Microsoft has a pretty solid history of developing poor quality devices. I almost think they should quit while they are not ahead. If they truly want to get into hardware, perhaps they should hire someone away from Apple. Microsoft is a software company, not a hardware company. Their Surface, Zune, Windows Phones, etc. were all flops. I honestly think Microsoft is better off fully embracing open source and working a similar model to that of Red Hat. I could see Microsoft doing well by simply open-sourcing the Windows OS and keep Exchange, SQL Server, and BizTalk proprietary. The Windows product would be arguably much better if open sourced because millions of developers could work on it and improve it. Microsoft's culture is just not equipped to design and deliver quality hardware. In my opinion the Windows Operating System is ill-equipped to deal with mobile devices. At its heart, Windows is a server and desktop OS. Microsoft is trying to make a square peg fit a round hole. Even Apple developed iOS from scratch knowing fully well that that a desktop OS just cannot be made to mobile.
Iam still using my first slab phone, after my first candy phone. I rarely change phones unless current phone cannot do it at all. I was wishing for e-Assistant....an electronic dairy alias phone alias internet consumer device(paying bills, seeing videos, songs, radio, etc) most importantly sturdy build and pocketable. 8/5mp cameras ok for me.
But this is Microsoft, so we'll have to have someone else develop it, Apple to make it popular, than Microsoft will jump in the fray 4 years later yelling "Me Too!, Me Too!"
The shepherds did so well protecting the flock that the sheep no longer believed that wolves existed.
Tablet + capacitive pen
Or hell, Wacom makes a mobile version of their drawing tablet http://www.wacom.com/en/produc...

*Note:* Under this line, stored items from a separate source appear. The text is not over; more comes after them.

// SPDX-License-Identifier: Apache-2.0 OR MIT
// The generic recorder consumer loop

use super::Sink;
use crate::debug::DebugEvent;
use crate::errors::LogError;
use crate::message::LogMessage;
use crate::signal::ControlSignal;
use std::sync::atomic::{AtomicBool, Ordering};
use std::sync::Arc;
use tokio::sync::mpsc;

/// Long-running consumer owning one sink. Serializes every write and
/// lifecycle operation on that sink; the only way in is the control and
/// message channels.
///
/// The reference counter tracks how many loggers initialised this
/// recorder. The sink is physically opened on the 0 -> 1 transition and
/// closed on 1 -> 0, so several loggers can share one recorder without
/// external coordination.
pub struct RecorderActor<S: Sink> {
    ctl_rx: mpsc::Receiver<ControlSignal>,
    msg_rx: mpsc::Receiver<LogMessage>,
    err_tap: Option<mpsc::Sender<LogError>>,
    dbg_tap: Option<mpsc::Sender<DebugEvent>>,
    listening: Arc<AtomicBool>,
    ref_count: u32,
    sink: S,
}

impl<S: Sink> RecorderActor<S> {
    pub(crate) fn new(
        ctl_rx: mpsc::Receiver<ControlSignal>,
        msg_rx: mpsc::Receiver<LogMessage>,
        listening: Arc<AtomicBool>,
        sink: S,
    ) -> Self {
        Self {
            ctl_rx,
            msg_rx,
            err_tap: None,
            dbg_tap: None,
            listening,
            ref_count: 0,
            sink,
        }
    }

    /// The actor loop. Picks whichever channel is ready (no priority)
    /// and handles one item at a time; exits on `Stop` or when both
    /// channels are closed.
    pub async fn run(mut self) {
        self.trace("recorder listener started").await;
        loop {
            tokio::select! {
                signal = self.ctl_rx.recv() => {
                    match signal {
                        Some(signal) => {
                            if self.handle_signal(signal).await {
                                break;
                            }
                        }
                        None => break,
                    }
                }
                msg = self.msg_rx.recv() => {
                    match msg {
                        Some(msg) => self.handle_message(msg).await,
                        None => break,
                    }
                }
            }
        }
        self.listening.store(false, Ordering::SeqCst);
        self.trace("recorder listener stopped").await;
    }

    /// Returns true when the loop must terminate.
    async fn handle_signal(&mut self, signal: ControlSignal) -> bool {
        match signal {
            ControlSignal::Init(reply) => {
                self.trace("received init signal").await;
                let outcome = self.initialise();
                // A dropped reply sender is the caller's problem.
                let _ = reply.send(outcome);
            }
            ControlSignal::Close => {
                self.trace("received close signal").await;
                self.close();
            }
            ControlSignal::Stop => {
                self.trace("received stop signal").await;
                return true;
            }
            ControlSignal::SetErrorTap(tap) => {
                self.trace("error tap attached").await;
                self.err_tap = Some(tap);
            }
            ControlSignal::DropErrorTap => {
                self.trace("error tap detached").await;
                self.err_tap = None;
            }
            ControlSignal::SetDebugTap(tap) => {
                self.dbg_tap = Some(tap);
                self.trace("debug tap attached").await;
            }
            ControlSignal::DropDebugTap => {
                self.dbg_tap = None;
            }
        }
        false
    }

    async fn handle_message(&mut self, msg: LogMessage) {
        self.trace("received message").await;
        if let Err(err) = self.write(&msg) {
            self.trace(&format!("write error: {err}")).await;
            if let Some(tap) = self.err_tap.clone() {
                // Observational only; a stalled tap stalls this actor,
                // never the producers.
                let _ = tap.send(err).await;
            }
        }
    }

    fn initialise(&mut self) -> Result<(), LogError> {
        if self.ref_count == 0 {
            self.sink.open()?;
        }
        self.ref_count += 1;
        Ok(())
    }

    fn close(&mut self) {
        if self.ref_count == 0 {
            return;
        }
        if self.ref_count == 1 {
            self.sink.close();
        }
        self.ref_count -= 1;
    }

    fn write(&mut self, msg: &LogMessage) -> Result<(), LogError> {
        if self.ref_count == 0 {
            return Err(LogError::NotInitialised);
        }
        self.sink.write(msg)
    }

    fn trace(&self, text: &str) -> impl std::future::Future<Output = ()> + Send + 'static {
        let dbg_tap = self.dbg_tap.clone();
        let text = text.to_string();
        async move {
            if let Some(tap) = dbg_tap {
                let _ = tap.send(DebugEvent::new(&text)).await;
            }
        }
    }
}

#[cfg(test)]
mod tests {
    use super::*;
    use crate::flags::MsgFlags;
    use crate::signal::{RecorderHandle, CTL_CAPACITY, MSG_CAPACITY};
    use std::sync::Mutex;
    use std::time::Duration;

    #[derive(Debug, Default)]
    struct SinkLog {
        opens: u32,
        closes: u32,
        written: Vec<String>,
        fail_open: bool,
        fail_write: bool,
    }

    #[derive(Clone, Default)]
    struct TestSink(Arc<Mutex<SinkLog>>);

    impl Sink for TestSink {
        fn open(&mut self) -> Result<(), LogError> {
            let mut log = self.0.lock().unwrap();
            if log.fail_open {
                return Err(LogError::Io(std::io::Error::new(
                    std::io::ErrorKind::Other,
                    "injected open failure",
                )));
            }
            log.opens += 1;
            Ok(())
        }

        fn write(&mut self, msg: &LogMessage) -> Result<(), LogError> {
            let mut log = self.0.lock().unwrap();
            if log.fail_write {
                return Err(LogError::Io(std::io::Error::new(
                    std::io::ErrorKind::Other,
                    "injected write failure",
                )));
            }
            log.written.push(msg.content().to_string());
            Ok(())
        }

        fn close(&mut self) {
            self.0.lock().unwrap().closes += 1;
        }
    }

    fn spawn_actor(sink: TestSink) -> (RecorderHandle, Arc<AtomicBool>) {
        let (ctl_tx, ctl_rx) = mpsc::channel(CTL_CAPACITY);
        let (msg_tx, msg_rx) = mpsc::channel(MSG_CAPACITY);
        let listening = Arc::new(AtomicBool::new(true));
        let actor = RecorderActor::new(ctl_rx, msg_rx, Arc::clone(&listening), sink);
        tokio::spawn(actor.run());
        (RecorderHandle::new(ctl_tx, msg_tx), listening)
    }

    fn message(text: &str) -> LogMessage {
        let mut msg = LogMessage::with_text(text);
        msg.set_flags(MsgFlags::INFO);
        msg
    }

    #[tokio::test]
    async fn test_init_opens_sink_once() {
        let sink = TestSink::default();
        let (handle, _) = spawn_actor(sink.clone());

        handle.init().await.unwrap();
        handle.init().await.unwrap();

        assert_eq!(sink.0.lock().unwrap().opens, 1);
    }

    #[tokio::test]
    async fn test_close_matches_refs() {
        let sink = TestSink::default();
        let (handle, _) = spawn_actor(sink.clone());

        handle.init().await.unwrap();
        handle.init().await.unwrap();
        handle.close().await.unwrap();
        // still one reference held, sink stays open
        handle.send(message("still alive")).await.unwrap();
        handle.close().await.unwrap();
        handle.close().await.unwrap(); // extra close is a no-op
        handle.stop().await.unwrap();

        tokio::time::sleep(Duration::from_millis(50)).await;
        let log = sink.0.lock().unwrap();
        assert_eq!(log.closes, 1);
        assert_eq!(log.written, vec!["still alive".to_string()]);
    }

    #[tokio::test]
    async fn test_open_failure_reported_on_reply() {
        let sink = TestSink::default();
        sink.0.lock().unwrap().fail_open = true;
        let (handle, _) = spawn_actor(sink.clone());

        let err = handle.init().await.unwrap_err();
        assert!(matches!(err, LogError::Io(_)));
        // failed open leaves the counter at zero
        sink.0.lock().unwrap().fail_open = false;
        handle.init().await.unwrap();
        assert_eq!(sink.0.lock().unwrap().opens, 1);
    }

    #[tokio::test]
    async fn test_write_before_init_hits_error_tap() {
        let sink = TestSink::default();
        let (handle, _) = spawn_actor(sink.clone());
        let mut errors = handle.error_tap().await.unwrap();
        // control and message channels are separate; give the actor a
        // moment to install the tap before the write races it
        tokio::time::sleep(Duration::from_millis(20)).await;

        handle.send(message("dropped")).await.unwrap();

        let err = tokio::time::timeout(Duration::from_secs(1), errors.recv())
            .await
            .expect("tap event")
            .expect("tap open");
        assert!(matches!(err, LogError::NotInitialised));
        assert!(sink.0.lock().unwrap().written.is_empty());
    }

    #[tokio::test]
    async fn test_write_failure_does_not_stop_actor() {
        let sink = TestSink::default();
        let (handle, _) = spawn_actor(sink.clone());
        let mut errors = handle.error_tap().await.unwrap();
        handle.init().await.unwrap();

        sink.0.lock().unwrap().fail_write = true;
        handle.send(message("boom")).await.unwrap();
        let err = tokio::time::timeout(Duration::from_secs(1), errors.recv())
            .await
            .unwrap()
            .unwrap();
        assert!(matches!(err, LogError::Io(_)));

        sink.0.lock().unwrap().fail_write = false;
        handle.send(message("recovered")).await.unwrap();
        tokio::time::sleep(Duration::from_millis(50)).await;
        assert_eq!(sink.0.lock().unwrap().written, vec!["recovered".to_string()]);
    }

    #[tokio::test]
    async fn test_dropped_error_tap_discards_errors() {
        let sink = TestSink::default();
        let (handle, _) = spawn_actor(sink.clone());
        let _errors = handle.error_tap().await.unwrap();
        handle.drop_error_tap().await.unwrap();
        tokio::time::sleep(Duration::from_millis(20)).await;

        // no tap: the write error is swallowed and the actor keeps going
        handle.send(message("no tap")).await.unwrap();
        tokio::time::sleep(Duration::from_millis(20)).await;
        handle.init().await.unwrap();
        handle.send(message("after init")).await.unwrap();
        tokio::time::sleep(Duration::from_millis(50)).await;
        assert_eq!(
            sink.0.lock().unwrap().written,
            vec!["after init".to_string()]
        );
    }

    #[tokio::test]
    async fn test_stop_clears_listening_flag() {
        let sink = TestSink::default();
        let (handle, listening) = spawn_actor(sink);
        handle.stop().await.unwrap();
        tokio::time::sleep(Duration::from_millis(50)).await;
        assert!(!listening.load(Ordering::SeqCst));
    }

    #[tokio::test]
    async fn test_debug_tap_sees_control_traffic() {
        let sink = TestSink::default();
        let (handle, _) = spawn_actor(sink);
        let (tap_tx, mut tap_rx) = mpsc::channel(crate::signal::DBG_TAP_CAPACITY);
        handle.set_debug_tap(tap_tx).await.unwrap();
        handle.init().await.unwrap();

        let mut seen = Vec::new();
        while let Ok(Some(event)) =
            tokio::time::timeout(Duration::from_millis(200), tap_rx.recv()).await
        {
            seen.push(event.text().to_string());
        }
        assert!(seen.iter().any(|t| t.contains("debug tap attached")));
        assert!(seen.iter().any(|t| t.contains("init signal")));
    }
}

and succeeds before anyone else. I am going to be sick.
I am still waiting on a replacement for my Newton 2100 with a lighter weight and SIM slot. Hell, I don't even need color or an OS update. Just give me Newton OS running on a Kindle with a digitizer.
But I seriously hope I don't have to buy it from MS.
STOP . AMERICA . NOW
Serious question, if you really need a device to sketch and take notes on why not use an iPad Pro and Apple Pencil?

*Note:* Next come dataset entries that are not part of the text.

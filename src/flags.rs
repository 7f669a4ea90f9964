// Message flag model: severity bits, attribute bits, shadow masks
//
// Bit layout of a message flag word:
//
//     xxxx xxxx xxxx xxxx
//     -+-- --+- ----+----
//      |     |      |
//  custom    |  default severity flags
//  flags  default attributes
//
// Custom flag bits: low pair carries severities, high pair attributes.

use serde::{Deserialize, Serialize};
use std::fmt;
use std::ops::{BitAnd, BitAndAssign, BitOr, BitOrAssign, Not};

/// Bit-flag set carried by every log message: severities, attributes and
/// user-defined custom bits packed into 16 bits.
#[repr(transparent)]
#[derive(Debug, Clone, Copy, PartialEq, Eq, Hash, Default, Serialize, Deserialize)]
pub struct MsgFlags(u16);

impl MsgFlags {
    // === Severity flags (log level) ===
    pub const EMERG: Self = Self(0x0001);
    pub const ALERT: Self = Self(0x0002);
    pub const CRITICAL: Self = Self(0x0004);
    pub const ERROR: Self = Self(0x0008);
    pub const WARNING: Self = Self(0x0010);
    pub const NOTICE: Self = Self(0x0020);
    pub const INFO: Self = Self(0x0040);
    pub const DEBUG: Self = Self(0x0080);

    /// User-defined severity bits.
    pub const CUSTOM_B1: Self = Self(0x1000);
    pub const CUSTOM_B2: Self = Self(0x2000);

    // === Attribute flags ===
    /// Append the full stack trace to the message content.
    pub const STACK_TRACE: Self = Self(0x0100);
    /// Append a compacted stack trace to the message content.
    pub const STACK_TRACE_SHORT: Self = Self(0x0800);

    /// User-defined attribute bits.
    pub const CUSTOM_B3: Self = Self(0x4000);
    pub const CUSTOM_B4: Self = Self(0x8000);

    /// Bit-reset (reversed) mask for severity flags.
    pub const SEVERITY_SHADOW_MASK: Self = Self(0xCF00);
    /// Bit-reset (reversed) mask for attribute flags.
    pub const ATTRIBUTE_SHADOW_MASK: Self = Self(0x30FF);

    // === Predefined severity sets ===
    /// Default | Custom
    pub const SEVERITY_ALL: Self = Self(0x30FF);
    /// Emerg | Alert | Critical | Error | Warning
    pub const SEVERITY_MAJOR: Self = Self(0x001F);
    /// Notice | Info | Debug
    pub const SEVERITY_MINOR: Self = Self(0x00E0);
    /// Major | Minor
    pub const SEVERITY_DEFAULT: Self = Self(0x00FF);
    /// CustomB1 | CustomB2
    pub const SEVERITY_CUSTOM: Self = Self(0x3000);

    /// Empty flag set.
    pub const fn empty() -> Self {
        Self(0)
    }

    /// Raw bit value.
    #[inline]
    pub const fn bits(self) -> u16 {
        self.0
    }

    /// Build from a raw bit value.
    #[inline]
    pub const fn from_bits(bits: u16) -> Self {
        Self(bits)
    }

    #[inline]
    pub const fn is_empty(self) -> bool {
        self.0 == 0
    }

    /// Severity portion of the flags (attributes reset).
    #[inline]
    pub const fn severity(self) -> Self {
        Self(self.0 & !Self::SEVERITY_SHADOW_MASK.0)
    }

    /// Attribute portion of the flags (severities reset).
    #[inline]
    pub const fn attributes(self) -> Self {
        Self(self.0 & !Self::ATTRIBUTE_SHADOW_MASK.0)
    }

    /// True if all bits of `other` are set in `self`.
    #[inline]
    pub const fn contains(self, other: Self) -> bool {
        self.0 & other.0 == other.0
    }

    /// True if any bit of `other` is set in `self`.
    #[inline]
    pub const fn intersects(self, other: Self) -> bool {
        self.0 & other.0 != 0
    }

    /// True if `self` is exactly one recognized severity flag.
    pub fn is_single_severity(self) -> bool {
        DEFAULT_SEVERITY_ORDER.contains(&self)
    }

    /// Severity name for exactly-one-bit severity values.
    pub const fn severity_name(self) -> Option<&'static str> {
        match self {
            Self::EMERG => Some("EMERG"),
            Self::ALERT => Some("ALERT"),
            Self::CRITICAL => Some("CRIT"),
            Self::ERROR => Some("ERROR"),
            Self::WARNING => Some("WARNING"),
            Self::NOTICE => Some("NOTICE"),
            Self::INFO => Some("INFO"),
            Self::DEBUG => Some("DEBUG"),
            _ => None,
        }
    }
}

/// Severity used when a message carries none.
pub const DEFAULT_SEVERITY: MsgFlags = MsgFlags::INFO;

/// Natural severity precedence, most severe first, custom bits last.
/// Each recorder starts with a copy of this order.
pub const DEFAULT_SEVERITY_ORDER: [MsgFlags; 10] = [
    MsgFlags::EMERG,
    MsgFlags::ALERT,
    MsgFlags::CRITICAL,
    MsgFlags::ERROR,
    MsgFlags::WARNING,
    MsgFlags::NOTICE,
    MsgFlags::INFO,
    MsgFlags::DEBUG,
    MsgFlags::CUSTOM_B1,
    MsgFlags::CUSTOM_B2,
];

/// Fresh per-recorder severity order list.
pub fn default_severity_order() -> Vec<MsgFlags> {
    DEFAULT_SEVERITY_ORDER.to_vec()
}

/// Placement of a severity flag relative to another in an order list.
#[derive(Debug, Clone, Copy, PartialEq, Eq)]
pub enum Direction {
    Before,
    After,
}

impl fmt::Display for MsgFlags {
    /// Renders the severity name for recognized single-severity values,
    /// hexadecimal otherwise.
    fn fmt(&self, f: &mut fmt::Formatter<'_>) -> fmt::Result {
        match self.severity_name() {
            Some(name) => f.write_str(name),
            None => write!(f, "0x{:x}", self.0),
        }
    }
}

impl BitOr for MsgFlags {
    type Output = Self;
    fn bitor(self, rhs: Self) -> Self {
        Self(self.0 | rhs.0)
    }
}

impl BitOrAssign for MsgFlags {
    fn bitor_assign(&mut self, rhs: Self) {
        self.0 |= rhs.0;
    }
}

impl BitAnd for MsgFlags {
    type Output = Self;
    fn bitand(self, rhs: Self) -> Self {
        Self(self.0 & rhs.0)
    }
}

impl BitAndAssign for MsgFlags {
    fn bitand_assign(&mut self, rhs: Self) {
        self.0 &= rhs.0;
    }
}

impl Not for MsgFlags {
    type Output = Self;
    fn not(self) -> Self {
        Self(!self.0)
    }
}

There are a LOT of really good note taking apps now, not the least of which is just the basic Notes app that ships with the iPad, and lets you write text by hand that becomes searchable...
The Pencil is extremely precise and accurate, and very fluid - the newer iPad pros all have high speed displays that make them really responsive as well.

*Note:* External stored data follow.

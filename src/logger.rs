// SPDX-License-Identifier: Apache-2.0 OR MIT
// Logger dispatcher: recorder registry, filtering and fan-out

use crate::config;
use crate::errors::{internal_critical, internal_unreachable, BatchResult, LogError};
use crate::flags::{default_severity_order, Direction, MsgFlags, DEFAULT_SEVERITY};
use crate::message::LogMessage;
use crate::recorder::Recorder;
use crate::signal::RecorderHandle;
use crate::RecorderId;
use std::collections::HashMap;
use tokio::sync::RwLock;

/// Dispatcher state. The four per-recorder maps always share one key set;
/// `defaults` only holds registered ids. All access goes through the
/// logger's read/write lock: `write_msg` and `number_of_recorders` read,
/// everything else writes, so registration can run concurrently with
/// message traffic but never with initialise/close.
#[derive(Default)]
struct LoggerState {
    /// True only while every registered recorder is initialised here.
    /// Initialise and close must not interleave, or the recorders'
    /// reference counters drift.
    initialised: bool,

    recorders: HashMap<RecorderId, RecorderHandle>,
    recorders_init: HashMap<RecorderId, bool>,

    /// Which severities each recorder accepts from this logger.
    severity_masks: HashMap<RecorderId, MsgFlags>,

    /// Per-recorder severity precedence used by the severity protector.
    severity_order: HashMap<RecorderId, Vec<MsgFlags>>,

    /// Recorders addressed when a writer does not name recipients.
    defaults: Vec<RecorderId>,
}

/// Routes structured messages from any number of producer tasks to a set
/// of independently-running recorders, applying per-recorder severity
/// filtering and normalization on the way.
#[derive(Default)]
pub struct Logger {
    state: RwLock<LoggerState>,
}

"There is more worth loving than we have strength to love." - Brian Jay Stanley
I came here looking to find people mocking Microsoft for pre-announcing the same thing twice... and was disappointed.
How could all of you forget the much hyped Courier?? It was really pushed at the time, then bam - no production.
Maybe it will really "surface" this time - but at this point you have to take the idea with a grain of salt at least.
The fundamental question I think it is, do people really want devices that fold. Even though I think it is very cool as a way to get a larger screen area and I'm a fan of the basic idea, I'm not sure the answer is yes.
"There is more worth loving than we have strength to love." - Brian Jay Stanley
Does anyone actually *want* to use a pen/stylus to write things on a screen? They're great for artists, but obviously that's not what digital ink displays are designed for. I recently had to hand-write just a few paragraphs for an exercise at work and it was so foreign and awful, my hand actually cramped up. Why would anyone want to manually hand-write things? It just makes no sense. A foldable keyboard that is actually nice to use would be far, far more useful.
There is an Newton emulator called Einstein for iOS, but it only runs on rooted devices (aka it is not in the AppStore).
I would love to have something like that on an eInk reader or an Android device (as I don't want to root my iPad).
Oh, I just see: there is an Android version. Just google 'Einstein newton emulator'.
Cost free eBook I read (by iBook/Kobo/Amazon/ObookO/Gutenberg etc.): "The Green Odyssey" by Philip Jose Farmer.
Because an iPad Pro lasts about 10h.
You draw or write more than 10 hours straight with pen/paper? Come on.
Sucks in bright sun light.
I've used it in the sun before, it is fine.
And an eInk device runs for a month, works in every environment, and there are nice ones (for reading, not for sketching)
Yes I have a Kindle myself, it works really well. BUT we are talking about creating here, not consuming - the iPad with Pencil is really really good at creation that would traditionally be done with paper.
Also you can get waterproof cases for the iPad if that is a concern...
"There is more worth loving than we have strength to love." - Brian Jay Stanley
You work for Apple. We get it.
I've been seeing this on and off for so long now. Reminds me of the news last year and earlier this year of a surface phone - http://news.softpedia.com/news/microsoft-s-surface-phone-could-launch-in-2019-as-iphone-9-rival-rumors-513785.shtml - that can run Windows 32 apps and be a phone as well as do laundry.
However, though my Microsoft rep and my TAM both sport Apple devices, I can see a future cellular connected pen-enabled low-power device that would be of interest.